Problem description:
Filter the records below down to lines containing "Self".

_ _ _ _ _

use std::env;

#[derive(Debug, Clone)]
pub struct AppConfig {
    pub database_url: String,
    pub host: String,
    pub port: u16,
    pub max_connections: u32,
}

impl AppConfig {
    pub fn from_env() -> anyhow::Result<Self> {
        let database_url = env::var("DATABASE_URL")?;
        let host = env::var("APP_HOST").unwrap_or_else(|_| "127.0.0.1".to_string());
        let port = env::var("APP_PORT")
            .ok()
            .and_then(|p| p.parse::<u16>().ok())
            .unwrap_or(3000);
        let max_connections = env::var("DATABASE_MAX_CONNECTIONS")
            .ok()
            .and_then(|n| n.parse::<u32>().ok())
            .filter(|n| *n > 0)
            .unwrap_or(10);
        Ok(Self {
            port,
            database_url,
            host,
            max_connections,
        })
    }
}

_ _ _ _ _

Written answer:
    pub fn from_env() -> anyhow::Result<Self> {
        Ok(Self {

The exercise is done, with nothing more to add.